WHAT YOU SHOULD DO.
The response must restate all of the data word for word.

Stored items:
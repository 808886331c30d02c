// orderdesk/src/error.rs
use anyhow::Error as AnyhowError;
use serde::{Deserialize, Serialize};
use std::fmt;
use thiserror::Error;
use uuid::Uuid;

/// The kind of record a lookup missed, used in `NotFound` messages.
#[derive(Debug, Clone, Copy, PartialEq, Eq)]
pub enum EntityKind {
  Product,
  Order,
}

impl fmt::Display for EntityKind {
  fn fmt(&self, f: &mut fmt::Formatter<'_>) -> fmt::Result {
    match self {
      EntityKind::Product => f.write_str("Product"),
      EntityKind::Order => f.write_str("Order"),
    }
  }
}

/// A single failed validation rule, reported back to the client as-is.
#[derive(Debug, Clone, PartialEq, Eq, Serialize, Deserialize)]
pub struct FieldError {
  pub field: String,
  pub message: String,
}

impl FieldError {
  pub fn new(field: impl Into<String>, message: impl Into<String>) -> Self {
    Self {
      field: field.into(),
      message: message.into(),
    }
  }
}

#[derive(Debug, Error)]
pub enum OrderdeskError {
  #[error("{entity} with id: {id} could not be found")]
  NotFound { entity: EntityKind, id: Uuid },

  /// An order referenced products that are not in the store.
  /// `ids` holds only the missing identifiers, in request order.
  #[error("The products with the following ids do not exist: [{}]", join_ids(.ids))]
  ProductsNotFound { ids: Vec<Uuid> },

  #[error("Validation failed: {}", join_field_errors(.0))]
  Validation(Vec<FieldError>),

  #[error("Store operation failed. Source: {source}")]
  Store {
    #[source]
    source: AnyhowError,
  },
}

impl OrderdeskError {
  pub fn product_not_found(id: Uuid) -> Self {
    OrderdeskError::NotFound {
      entity: EntityKind::Product,
      id,
    }
  }

  pub fn order_not_found(id: Uuid) -> Self {
    OrderdeskError::NotFound {
      entity: EntityKind::Order,
      id,
    }
  }
}

// Store backends report faults as anyhow::Error; they pass through untouched.
impl From<AnyhowError> for OrderdeskError {
  fn from(err: AnyhowError) -> Self {
    OrderdeskError::Store { source: err }
  }
}

fn join_ids(ids: &[Uuid]) -> String {
  ids.iter().map(Uuid::to_string).collect::<Vec<_>>().join(", ")
}

fn join_field_errors(errors: &[FieldError]) -> String {
  errors
    .iter()
    .map(|e| format!("{}: {}", e.field, e.message))
    .collect::<Vec<_>>()
    .join("; ")
}

pub type OrderdeskResult<T, E = OrderdeskError> = std::result::Result<T, E>;

#[cfg(test)]
mod tests {
  use super::*;

  #[test]
  fn not_found_message_names_entity_and_id() {
    let id = Uuid::parse_str("b2abf4cd-7498-4ee0-a6d6-13c4060266ef").unwrap();
    let err = OrderdeskError::order_not_found(id);
    assert_eq!(
      err.to_string(),
      "Order with id: b2abf4cd-7498-4ee0-a6d6-13c4060266ef could not be found"
    );
  }

  #[test]
  fn products_not_found_lists_every_missing_id() {
    let a = Uuid::parse_str("a2aaa4aa-7498-4ee0-a6d6-13c4060266ef").unwrap();
    let b = Uuid::parse_str("b2abf4cd-7498-4ee0-a6d6-13c4060266ef").unwrap();
    let err = OrderdeskError::ProductsNotFound { ids: vec![a, b] };
    assert_eq!(
      err.to_string(),
      "The products with the following ids do not exist: \
       [a2aaa4aa-7498-4ee0-a6d6-13c4060266ef, b2abf4cd-7498-4ee0-a6d6-13c4060266ef]"
    );
  }

  #[test]
  fn anyhow_errors_become_store_errors() {
    let err: OrderdeskError = anyhow::anyhow!("connection reset").into();
    match err {
      OrderdeskError::Store { source } => assert_eq!(source.to_string(), "connection reset"),
      other => panic!("Expected OrderdeskError::Store, got {:?}", other),
    }
  }
}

SOLUTION TO THIS EXERCISE.
repository 808886331c30d02c
// orderdesk/src/error.rs
use anyhow::Error as AnyhowError;
use serde::{Deserialize, Serialize};
use std::fmt;
use thiserror::Error;
use uuid::Uuid;

/// The kind of record a lookup missed, used in `NotFound` messages.
#[derive(Debug, Clone, Copy, PartialEq, Eq)]
pub enum EntityKind {
  Product,
  Order,
}

impl fmt::Display for EntityKind {
  fn fmt(&self, f: &mut fmt::Formatter<'_>) -> fmt::Result {
    match self {
      EntityKind::Product => f.write_str("Product"),
      EntityKind::Order => f.write_str("Order"),
    }
  }
}

/// A single failed validation rule, reported back to the client as-is.
#[derive(Debug, Clone, PartialEq, Eq, Serialize, Deserialize)]
pub struct FieldError {
  pub field: String,
  pub message: String,
}

impl FieldError {
  pub fn new(field: impl Into<String>, message: impl Into<String>) -> Self {
    Self {
      field: field.into(),
      message: message.into(),
    }
  }
}

#[derive(Debug, Error)]
pub enum OrderdeskError {
  #[error("{entity} with id: {id} could not be found")]
  NotFound { entity: EntityKind, id: Uuid },

  /// An order referenced products that are not in the store.
  /// `ids` holds only the missing identifiers, in request order.
  #[error("The products with the following ids do not exist: [{}]", join_ids(.ids))]
  ProductsNotFound { ids: Vec<Uuid> },

  #[error("Validation failed: {}", join_field_errors(.0))]
  Validation(Vec<FieldError>),

  #[error("Store operation failed. Source: {source}")]
  Store {
    #[source]
    source: AnyhowError,
  },
}

impl OrderdeskError {
  pub fn product_not_found(id: Uuid) -> Self {
    OrderdeskError::NotFound {
      entity: EntityKind::Product,
      id,
    }
  }

  pub fn order_not_found(id: Uuid) -> Self {
    OrderdeskError::NotFound {
      entity: EntityKind::Order,
      id,
    }
  }
}

// Store backends report faults as anyhow::Error; they pass through untouched.
impl From<AnyhowError> for OrderdeskError {
  fn from(err: AnyhowError) -> Self {
    OrderdeskError::Store { source: err }
  }
}

fn join_ids(ids: &[Uuid]) -> String {
  ids.iter().map(Uuid::to_string).collect::<Vec<_>>().join(", ")
}

fn join_field_errors(errors: &[FieldError]) -> String {
  errors
    .iter()
    .map(|e| format!("{}: {}", e.field, e.message))
    .collect::<Vec<_>>()
    .join("; ")
}

pub type OrderdeskResult<T, E = OrderdeskError> = std::result::Result<T, E>;

#[cfg(test)]
mod tests {
  use super::*;

  #[test]
  fn not_found_message_names_entity_and_id() {
    let id = Uuid::parse_str("b2abf4cd-7498-4ee0-a6d6-13c4060266ef").unwrap();
    let err = OrderdeskError::order_not_found(id);
    assert_eq!(
      err.to_string(),
      "Order with id: b2abf4cd-7498-4ee0-a6d6-13c4060266ef could not be found"
    );
  }

  #[test]
  fn products_not_found_lists_every_missing_id() {
    let a = Uuid::parse_str("a2aaa4aa-7498-4ee0-a6d6-13c4060266ef").unwrap();
    let b = Uuid::parse_str("b2abf4cd-7498-4ee0-a6d6-13c4060266ef").unwrap();
    let err = OrderdeskError::ProductsNotFound { ids: vec![a, b] };
    assert_eq!(
      err.to_string(),
      "The products with the following ids do not exist: \
       [a2aaa4aa-7498-4ee0-a6d6-13c4060266ef, b2abf4cd-7498-4ee0-a6d6-13c4060266ef]"
    );
  }

  #[test]
  fn anyhow_errors_become_store_errors() {
    let err: OrderdeskError = anyhow::anyhow!("connection reset").into();
    match err {
      OrderdeskError::Store { source } => assert_eq!(source.to_string(), "connection reset"),
      other => panic!("Expected OrderdeskError::Store, got {:?}", other),
    }
  }
}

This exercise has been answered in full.